I headed southwest into Iowa. My performance season was over, but there was a student at Northwest College (where my friends Jeff and Karen teach) who was directing my version of “Sganarelle” for her directing class project, so I drove down to see the eight or so directors’ presentations over the course of an evening.

I was slated to drop in on Jeff’s directing class the next morning, and so I took notes through the course of the shows, just in case they might be looking for some feedback. The shows were mostly a lot of fun, and I enjoyed being reminded of the “Sganarelle” script. I’d been performing a cutting from this play for the past seven years, but had largely forgotten the context of the script. It played well, though I doubted, in several instances, whether all of the words were actually making sense to the audience.

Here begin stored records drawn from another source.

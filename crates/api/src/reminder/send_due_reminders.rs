use crate::shared::usecase::UseCase;
use agenda_domain::{format_local, Event, NotificationLog, Reminder, Tz, User};
use agenda_infra::{AgendaContext, EmailMessage};
use chrono::{DateTime, Utc};
use tracing::{error, info, warn};

/// Sends an email for every `Reminder` that is due and not yet sent.
/// Every `Reminder` is handled while holding an exclusive lock on it, so
/// overlapping runs never send the same `Reminder` twice. Failed sends are
/// logged and retried on the next run.
#[derive(Debug)]
pub struct SendDueRemindersUseCase {}

#[derive(Debug, PartialEq)]
pub enum UseCaseError {
    StorageError,
}

#[async_trait::async_trait(?Send)]
impl UseCase for SendDueRemindersUseCase {
    /// Number of `Reminder`s sent
    type Response = usize;

    type Error = UseCaseError;

    const NAME: &'static str = "SendDueReminders";

    async fn execute(&mut self, ctx: &AgendaContext) -> Result<Self::Response, Self::Error> {
        let now = ctx.sys.now();
        let due = ctx
            .repos
            .reminders
            .find_due(now)
            .await
            .map_err(|_| UseCaseError::StorageError)?;

        let mut sent_count = 0;
        for reminder in due {
            match dispatch(&reminder, now, ctx).await {
                Ok(true) => sent_count += 1,
                Ok(false) => (),
                Err(e) => error!(
                    reminder_id = %reminder.id,
                    "Unable to dispatch reminder: {:?}", e
                ),
            }
        }

        Ok(sent_count)
    }
}

/// Returns whether the `Reminder` was sent
async fn dispatch(
    reminder: &Reminder,
    now: DateTime<Utc>,
    ctx: &AgendaContext,
) -> anyhow::Result<bool> {
    let mut lock = match ctx.repos.reminders.lock_for_dispatch(&reminder.id).await? {
        Some(lock) => lock,
        // Deleted after it was selected
        None => return Ok(false),
    };
    if lock.reminder().is_sent {
        return Ok(false);
    }
    let reminder = lock.reminder().clone();

    let event = match ctx.repos.events.find(&reminder.event_id).await {
        Some(event) => event,
        None => return Ok(false),
    };
    let user = match ctx.repos.users.find(&event.user_id).await {
        Some(user) => user,
        None => {
            warn!(event_id = %event.id, "Event owner not found");
            return Ok(false);
        }
    };

    let message = reminder_email(
        &user,
        &event,
        &reminder,
        &ctx.config.time_zone,
        &ctx.config.default_from_email,
    );
    let sent = match ctx.mailer.send(&message).await {
        Ok(_) => {
            lock.append_log(&NotificationLog::sent(&event, &reminder, now))
                .await?;
            lock.mark_sent(now).await?;
            info!(reminder_id = %reminder.id, to = %user.email, "Reminder sent");
            true
        }
        Err(e) => {
            lock.append_log(&NotificationLog::failed(
                &event,
                &reminder,
                e.to_string(),
                now,
            ))
            .await?;
            warn!(reminder_id = %reminder.id, "Reminder email failed: {}", e);
            false
        }
    };
    lock.commit().await?;

    Ok(sent)
}

pub fn reminder_email(
    user: &User,
    event: &Event,
    reminder: &Reminder,
    tz: &Tz,
    from: &str,
) -> EmailMessage {
    let or_dash = |s: &str| {
        if s.trim().is_empty() {
            "-".to_string()
        } else {
            s.to_string()
        }
    };

    let body = format!(
        "Hello {},\n\nYour event \"{}\" starts in {} minutes.\nStart: {}\nLocation: {}\n\nDescription:\n{}\n",
        user.username,
        event.title,
        reminder.minutes_before,
        format_local(&event.start, tz, "%d/%m/%Y %H:%M"),
        or_dash(&event.location),
        or_dash(&event.description),
    );

    EmailMessage {
        from: from.to_string(),
        to: vec![user.email.clone()],
        subject: format!("Reminder: {}", event.title),
        body,
    }
}
mod inmemory;
mod postgres;

use crate::repos::shared::query_structs::EventQuery;
use agenda_domain::{Event, ID};
pub use inmemory::InMemoryEventRepo;
pub use postgres::PostgresEventRepo;

#[async_trait::async_trait]
pub trait IEventRepo: Send + Sync {
    async fn insert(&self, e: &Event) -> anyhow::Result<()>;
    async fn save(&self, e: &Event) -> anyhow::Result<()>;
    async fn find(&self, event_id: &ID) -> Option<Event>;
    async fn find_by_user(&self, query: &EventQuery) -> anyhow::Result<Vec<Event>>;
    /// Deletes the `Event` together with its `Reminder`s and `NotificationLog`s
    async fn delete(&self, event_id: &ID) -> Option<Event>;
}

#[cfg(test)]
mod tests {
    use crate::repos::shared::query_structs::{EventOrderField, EventQuery, OrderBy};
    use crate::AgendaContext;
    use agenda_domain::{Event, NotificationLog, Reminder, ReminderChannel, User, ID};
    use chrono::{prelude::*, Duration};

    async fn setup() -> (AgendaContext, User) {
        let ctx = AgendaContext::create_inmemory();
        let user = User::new("alice", "alice@example.com", "token".into()).unwrap();
        ctx.repos.users.insert(&user).await.unwrap();
        (ctx, user)
    }

    fn event(user_id: ID, title: &str, start: DateTime<Utc>, hours: i64) -> Event {
        Event::new(user_id, title.into(), start, start + Duration::hours(hours))
    }

    #[tokio::test]
    async fn it_filters_and_orders_events() {
        let (ctx, user) = setup().await;
        let day = Utc.with_ymd_and_hms(2025, 10, 8, 0, 0, 0).unwrap();
        let mut standup = event(user.id, "Standup", day + Duration::hours(9), 1);
        standup.description = "Daily SYNC".into();
        let review = event(user.id, "Review", day + Duration::hours(14), 1);
        let next_day = event(user.id, "Planning", day + Duration::hours(33), 1);
        let other_user = event(ID::default(), "Not mine", day + Duration::hours(9), 1);
        for e in [&standup, &review, &next_day, &other_user] {
            ctx.repos.events.insert(e).await.unwrap();
        }

        let mut query = EventQuery::for_user(user.id);
        let titles = |events: Vec<Event>| events.into_iter().map(|e| e.title).collect::<Vec<_>>();
        assert_eq!(
            titles(ctx.repos.events.find_by_user(&query).await.unwrap()),
            vec!["Standup", "Review", "Planning"]
        );

        query.order_by = OrderBy::desc(EventOrderField::Title);
        assert_eq!(
            titles(ctx.repos.events.find_by_user(&query).await.unwrap()),
            vec!["Standup", "Review", "Planning"]
        );
        query.order_by = OrderBy::asc(EventOrderField::Title);
        assert_eq!(
            titles(ctx.repos.events.find_by_user(&query).await.unwrap()),
            vec!["Planning", "Review", "Standup"]
        );

        let mut query = EventQuery::for_user(user.id);
        query.touching = Some((day, day + Duration::hours(24) - Duration::microseconds(1)));
        assert_eq!(
            titles(ctx.repos.events.find_by_user(&query).await.unwrap()),
            vec!["Standup", "Review"]
        );

        let mut query = EventQuery::for_user(user.id);
        query.search = Some("sync".into());
        assert_eq!(
            titles(ctx.repos.events.find_by_user(&query).await.unwrap()),
            vec!["Standup"]
        );

        let mut query = EventQuery::for_user(user.id);
        query.start_after = Some(day + Duration::hours(10));
        query.end_before = Some(day + Duration::hours(20));
        assert_eq!(
            titles(ctx.repos.events.find_by_user(&query).await.unwrap()),
            vec!["Review"]
        );

        let mut query = EventQuery::for_user(user.id);
        query.is_all_day = Some(true);
        assert!(ctx.repos.events.find_by_user(&query).await.unwrap().is_empty());
    }

    #[tokio::test]
    async fn it_cascades_event_deletion() {
        let (ctx, user) = setup().await;
        let e = event(user.id, "Dentist", Utc::now() + Duration::hours(2), 1);
        ctx.repos.events.insert(&e).await.unwrap();
        let reminder = Reminder::new(&e, 15, ReminderChannel::Email).unwrap();
        ctx.repos.reminders.insert(&reminder).await.unwrap();
        let log = NotificationLog::sent(&e, &reminder, Utc::now());
        ctx.repos.notification_logs.insert(&log).await.unwrap();

        let deleted = ctx.repos.events.delete(&e.id).await;
        assert_eq!(deleted, Some(e.clone()));
        assert!(ctx.repos.events.find(&e.id).await.is_none());
        assert!(ctx.repos.reminders.find(&reminder.id).await.is_none());
        assert!(ctx.repos.notification_logs.find(&log.id).await.is_none());
        assert!(ctx.repos.events.delete(&e.id).await.is_none());
    }
}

Jeff had reminded me of a directing textbook he’d been encouraging me to write. (He’d remembered a directing lecture that I’d given over twenty years ago!) It brought back a particular point of view I’d had about this craft, which was significantly distinct from my acting textbook. Given the several notes I’d now accumulated about a variety of individual directors’ efforts, I realized that I was beginning to accumulate a substantive collection of ideas about what young directors needed to learn in becoming more effective. And meanwhile, I’d been wondering just what I’d be doing for my “December project” this year, now that the Fall tour was done. And so, I sat down the next morning and examined the notes I’d taken, beginning to identify important chapters for the new book I would work on in the coming month.

Sitting in on the directing class that afternoon, Jeff had no particular agenda for my contribution to the class, and when I suggested I could share my feedback from the night before, their eyebrows raised with interest, and I did a quick once-over of my several reactions.

After about 45 minutes of this, Jeff needed to get back to wrapping up the class, and I needed to get back onto the road. The snow had been flurrying through most of the morning, and it was a long slog across southern Minnesota, through Wisconsin, and back into Illinois.

Where I now type these words, and look forward to diving into the latest creative endeavor.

Love,
Tim

Miles on the Vibe: 252,500

In the I-Pod: Evanescence, Joe Cocker and Donovan

Temperature: 80s (South Carolina) to single digits (Minneapolis)

Reading: The “Bean Series” of books from Ender Scott Card

Discoveries: When the audience sits far away, the students who don’t really want to get involved, don’t, but those who do, enjoy the show on an intellectual level … which doesn’t manifest itself in any response that I might be conscious of until after the performance. * It’s the reaction immediately AFTER the performance which will most effectively convey the audience’s enthusiasm and the actual impact of the show. * The richer the school, the more they inhibit the good speech of their students by putting a microphone in front of their mouths any time they’re on stage. * I have a whole distinct set of opinions to share with directors about the challenges that face directors, early in their careers.

Attendance: 60 + 40 + 35 + 60 + 80 + 4 + 60 + 50 + 650 + 40 + 70 = 1,439

Political commentary: If Obama or Edwards wins a significant victory over the other in Iowa, watch for the Anyone-But-Hillary vote to shift strongly onto one or the other.

Next performances: Texas Educational Theatre Festival, Dallas, TX, 1/25-26.